__What is being asked__
A bare number is the expected answer: the count of lines in the data holding "RefreshTokenRequest".

__Records from a data collection__
•••••

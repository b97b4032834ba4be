use axum::{Json, extract::State, http::StatusCode};
use tracing::instrument;

use warden_models::Role;
use warden_models::auth::{
    LoginRequest, MessageResponse, RefreshTokenRequest, SignupRequest, SignupResponse, TokenPair,
};

use crate::middleware::auth::AuthUser;
use crate::middleware::fingerprint::ClientFingerprint;
use crate::modules::auth::service::SessionService;
use crate::state::AppState;
use crate::utils::errors::AppError;
use crate::validator::ValidatedJson;

#[instrument(skip(state, dto), fields(username = %dto.username))]
pub async fn signup(
    State(state): State<AppState>,
    ValidatedJson(dto): ValidatedJson<SignupRequest>,
) -> Result<(StatusCode, Json<SignupResponse>), AppError> {
    // Only the CLI creates accounts with elevated roles.
    let role = Role::default();

    let user_id = if dto.require_verification {
        SessionService::signup_with_verification(
            &state,
            &dto.username,
            &dto.email,
            &dto.password,
            role,
        )
        .await?
    } else {
        SessionService::signup(&state, &dto.username, &dto.email, &dto.password, role).await?
    };

    Ok((
        StatusCode::CREATED,
        Json(SignupResponse {
            user_id,
            verification_required: dto.require_verification,
        }),
    ))
}

#[instrument(skip(state, fingerprint, dto))]
pub async fn login(
    State(state): State<AppState>,
    fingerprint: ClientFingerprint,
    ValidatedJson(dto): ValidatedJson<LoginRequest>,
) -> Result<Json<TokenPair>, AppError> {
    let tokens = SessionService::login(
        &state,
        &dto.identifier,
        &dto.password,
        fingerprint.0.as_deref(),
    )
    .await?;
    Ok(Json(tokens))
}

#[instrument(skip(state, dto))]
pub async fn refresh(
    State(state): State<AppState>,
    ValidatedJson(dto): ValidatedJson<RefreshTokenRequest>,
) -> Result<Json<TokenPair>, AppError> {
    let tokens = SessionService::refresh(&state, &dto.refresh_token).await?;
    Ok(Json(tokens))
}

#[instrument(skip(state))]
pub async fn logout(
    State(state): State<AppState>,
    AuthUser(user_id): AuthUser,
) -> Result<Json<MessageResponse>, AppError> {
    SessionService::logout(&state, user_id).await?;
    Ok(Json(MessageResponse::new("Logged out")))
}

•••••

__Written response__
2